Tracking dogs were used in criminal investigations, much the way they are used in the U.S., but by 1975 they began to follow spies and other enemies of the state. They were found valuable in this function because they did not need to remain in sight of the subject, but could follow at a sufficient distance that the subject would not know he was being followed. If the subject threw away a cigarette or gum wrapper and the dog alerted to it, it could be saved for further evaluation, though this was before the period of DNA testing.

The most interesting use of police dogs concerned scent identification, a method analyzed by Dutch and other researchers, but adapted by the unique paranoia of the Stasi. As early as 1973, the Stasi began collecting smell samples of a large number of citizens.

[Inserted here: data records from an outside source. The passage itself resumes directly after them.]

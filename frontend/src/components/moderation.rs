//! Banner moderation: select bookings, approve them or reject with a note.
//!
//! Bulk actions call the backend once per selected banner in selection
//! order. Whatever succeeded is applied to the list; every failure gets
//! its own toast and stays selected for another try. Only bookings
//! still awaiting review can be selected.

use artistdash::listing::distinct_values;
use artistdash::{
    awaiting_review, bulk_approve, bulk_reject, Banner, BulkReport, Facet, ListQuery, Liveness, ModerationError,
    ModerationStatus, Notifier, Selection,
};
use leptos::*;

use crate::components::{status_label, ListToolbar};
use crate::services::{load_list, use_client};
use crate::types::Loadable;

#[component]
pub fn ModerationPage() -> impl IntoView {
    let notifier = store_value(expect_context::<Notifier>());
    let client = store_value(use_client());

    let liveness = Liveness::new();
    on_cleanup({
        let liveness = liveness.clone();
        move || liveness.end()
    });

    let banners = create_rw_signal(Loadable::<Vec<Banner>>::Loading);
    let query = create_rw_signal(ListQuery::new().filter(Facet::Status, ModerationStatus::Pending.as_str()));
    let selection = create_rw_signal(Selection::new());
    let (note, set_note) = create_signal(String::new());
    let (working, set_working) = create_signal(false);

    load_list(banners, liveness.clone(), |client| async move { client.list_banners().await });

    let visible = create_memo(move |_| {
        banners.with(|b| {
            b.ready()
                .map(|all| query.with(|q| q.apply(all).into_iter().cloned().collect::<Vec<_>>()))
                .unwrap_or_default()
        })
    });
    let facets = Signal::derive(move || {
        banners.with(|b| {
            let all = b.ready().map(Vec::as_slice).unwrap_or_default();
            [Facet::Status, Facet::Placement]
                .into_iter()
                .map(|facet| (facet, distinct_values(all, facet).into_iter().map(str::to_string).collect()))
                .collect::<Vec<(Facet, Vec<String>)>>()
        })
    });

    let reviewable = create_memo(move |_| visible.with(|rows| awaiting_review(rows)));

    // Hidden or already decided rows drop out of the selection
    create_effect(move |_| {
        reviewable.with(|rows| selection.update(|s| s.retain_existing(rows)));
    });

    let liveness = store_value(liveness);
    let finish = move |outcome: Result<BulkReport, ModerationError>| {
        set_working.set(false);
        match outcome {
            Ok(report) => {
                banners.update(|b| {
                    if let Loadable::Ready(items) = b {
                        report.apply_to(items);
                    }
                });
                selection.update(|s| {
                    for id in &report.succeeded {
                        s.deselect(id);
                    }
                });
                if report.all_succeeded() {
                    set_note.set(String::new());
                }
                notifier.with_value(|n| report.notify(n));
            }
            Err(e) => {
                notifier.with_value(|n| n.warning(e.user_message()));
            }
        }
    };

    let approve = move |_| {
        let Some(client) = client.get_value() else {
            return;
        };
        let picked = selection.get_untracked();
        let liveness = liveness.get_value();
        set_working.set(true);

        spawn_local(async move {
            let outcome = bulk_approve(&picked, |id| {
                let client = client.clone();
                async move { client.approve_banner(&id).await }
            })
            .await;
            liveness.deliver(outcome, finish);
        });
    };

    let reject = move |_| {
        let Some(client) = client.get_value() else {
            return;
        };
        let picked = selection.get_untracked();
        let text = note.get_untracked();
        let liveness = liveness.get_value();
        set_working.set(true);

        spawn_local(async move {
            let outcome = bulk_reject(&picked, &text, |id, note| {
                let client = client.clone();
                async move { client.reject_banner(&id, &note).await }
            })
            .await;
            liveness.deliver(outcome, finish);
        });
    };

    let all_selected = move || {
        reviewable.with(|rows| !rows.is_empty() && selection.with(|s| rows.iter().all(|b| s.is_selected(&b.id))))
    };

    view! {
        <section class="page moderation">
            <div class="page-header">
                <h1>"Модерация баннеров"</h1>
            </div>

            <ListToolbar query=query facets=facets with_sort=true/>

            <div class="bulk-bar">
                <span class="bulk-count">{move || format!("Выбрано: {}", selection.with(Selection::len))}</span>
                <button
                    class="button primary"
                    prop:disabled=move || working.get() || selection.with(Selection::is_empty)
                    on:click=approve
                >
                    "Одобрить"
                </button>
                <input
                    type="text"
                    class="bulk-note"
                    placeholder="Причина отклонения"
                    prop:value=note
                    on:input=move |ev| set_note.set(event_target_value(&ev))
                />
                <button
                    class="button danger"
                    prop:disabled=move || working.get() || selection.with(Selection::is_empty)
                    on:click=reject
                >
                    "Отклонить"
                </button>
            </div>

            {move || match banners.with(|b| b.error().map(str::to_string)) {
                Some(message) => view! { <div class="error-message">{message}</div> }.into_view(),
                None if banners.with(Loadable::is_loading) => view! { <div class="loading">"Загрузка…"</div> }.into_view(),
                None => view! {
                    <table class="moderation-table">
                        <thead>
                            <tr>
                                <th>
                                    <input
                                        type="checkbox"
                                        prop:checked=all_selected
                                        prop:disabled=move || reviewable.with(Vec::is_empty)
                                        on:change=move |_| reviewable.with_untracked(|rows| selection.update(|s| s.toggle_all(rows)))
                                    />
                                </th>
                                <th>"Баннер"</th>
                                <th>"Артист"</th>
                                <th>"Размещение"</th>
                                <th>"Период"</th>
                                <th>"Цена"</th>
                                <th>"Статус"</th>
                            </tr>
                        </thead>
                        <tbody>
                            <For
                                each=move || visible.get()
                                key=|banner| (banner.id.clone(), banner.status)
                                children=move |banner| view! { <BannerRow banner=banner selection=selection/> }
                            />
                        </tbody>
                    </table>
                }.into_view(),
            }}
        </section>
    }
}

#[component]
fn BannerRow(banner: Banner, selection: RwSignal<Selection>) -> impl IntoView {
    let id = store_value(banner.id.clone());
    let reviewable = banner.status.is_awaiting_review();
    let period = match (banner.start_date, banner.end_date) {
        (Some(start), Some(end)) => format!("{} – {}", start.format("%d.%m"), end.format("%d.%m.%Y")),
        (Some(start), None) => format!("с {}", start.format("%d.%m.%Y")),
        _ => "—".to_string(),
    };

    view! {
        <tr class:selected=move || id.with_value(|id| selection.with(|s| s.is_selected(id)))>
            <td>
                {reviewable.then(|| view! {
                    <input
                        type="checkbox"
                        prop:checked=move || id.with_value(|id| selection.with(|s| s.is_selected(id)))
                        on:change=move |_| id.with_value(|id| selection.update(|s| s.toggle(id)))
                    />
                })}
            </td>
            <td>
                {banner.image.clone().map(|src| view! { <img class="banner-thumb" src=src/> })}
                {banner.title.clone()}
            </td>
            <td>{banner.artist_name.clone()}</td>
            <td>{banner.placement.to_string()}</td>
            <td>{period}</td>
            <td>{format!("🪙 {}", banner.price)}</td>
            <td>
                <span class=format!("status status-{}", banner.status)>{status_label(banner.status)}</span>
                {banner.moderation_note.clone().map(|note| view! { <div class="moderation-note">{note}</div> })}
            </td>
        </tr>
    }
}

Sometimes this was done with a special chair that the subject was asked to sit on during a visit to the police station. The chair had a dust cloth on top of the seat that was clamped into place by a removable frame. The subject had to sit in the chair for ten minutes, but after the interrogation was over, the dust cloth was removed and stored in a glass jar.

Sometimes Stasi officials did not bother with being subtle and merely told subjects to put a cloth under their armpits or even under their pants in the groin area. The cloth was carefully handled by tweezers in an effort not to allow contamination by other human scents. The picture shows scent jars, of which the Stasi eventually had thousands.

Scent lineups were used in much the same way as they have been used in other countries in an effort to match a perpetrator’s scent to that of a suspect in a lineup of jars with the scents of foils. Kristie Macrakis, who has a fascinating chapter on this subject in her book on the Stasi, says that by 1982 the Stasi even started developing a “smell vacuum cleaner,” presumably working on an idea similar to what led to the scent transfer unit. The STU 100 was not patented in the U.S. until 1998.

In 1979, the Stasi began to use scent identification in an attempt to find dissidents. A favored form of resistance in East Germany involved printing and distributing flyers that the East German government regarded as subversive. The people who printed the flyers, and those who distributed them, had become careful to avoid touching anything that could take a fingerprint. So the Stasi tried to use scent identification to find the perpetrators. Ms. Macrakis reports that in one instance Stasi handlers tried to match the smells of 51 suspects to odors on flyers, but without success. They did find a match to an informant, however, who was working both with the subversives and the government. The dog’s identification apparently overcame the informant’s claim that he was out of town when the flyers were distributed.

The records of the Stasi's use of scent differentiation dogs could conceivably provide valuable statistics on canine scent identification. On the other hand, in the paranoid world of the Stasi, dogs and handlers may have been encouraged to identify suspects, meaning that the records may include many false positives that would make the results scientifically suspect.

BBC News reported in May 2007 that German police had been compiling a database of human scents to track potentially violent protestors at a G8 summit. Many Germans expressed outrage that the Stasi’s canine investigative methods were still being used. A Cuban exile group has reported that Cuba had by the late 1980s adopted Stasi techniques for following dissidents, including developing an odorology laboratory and storing scents of dissidents in a large room in the Havana police station. The Cuban government obtained shepherds from the Czech Republic, Bulgaria, and Hungary, as well as some less threatening Cocker spaniels. The report does not state how many dogs were devoted to scent identification.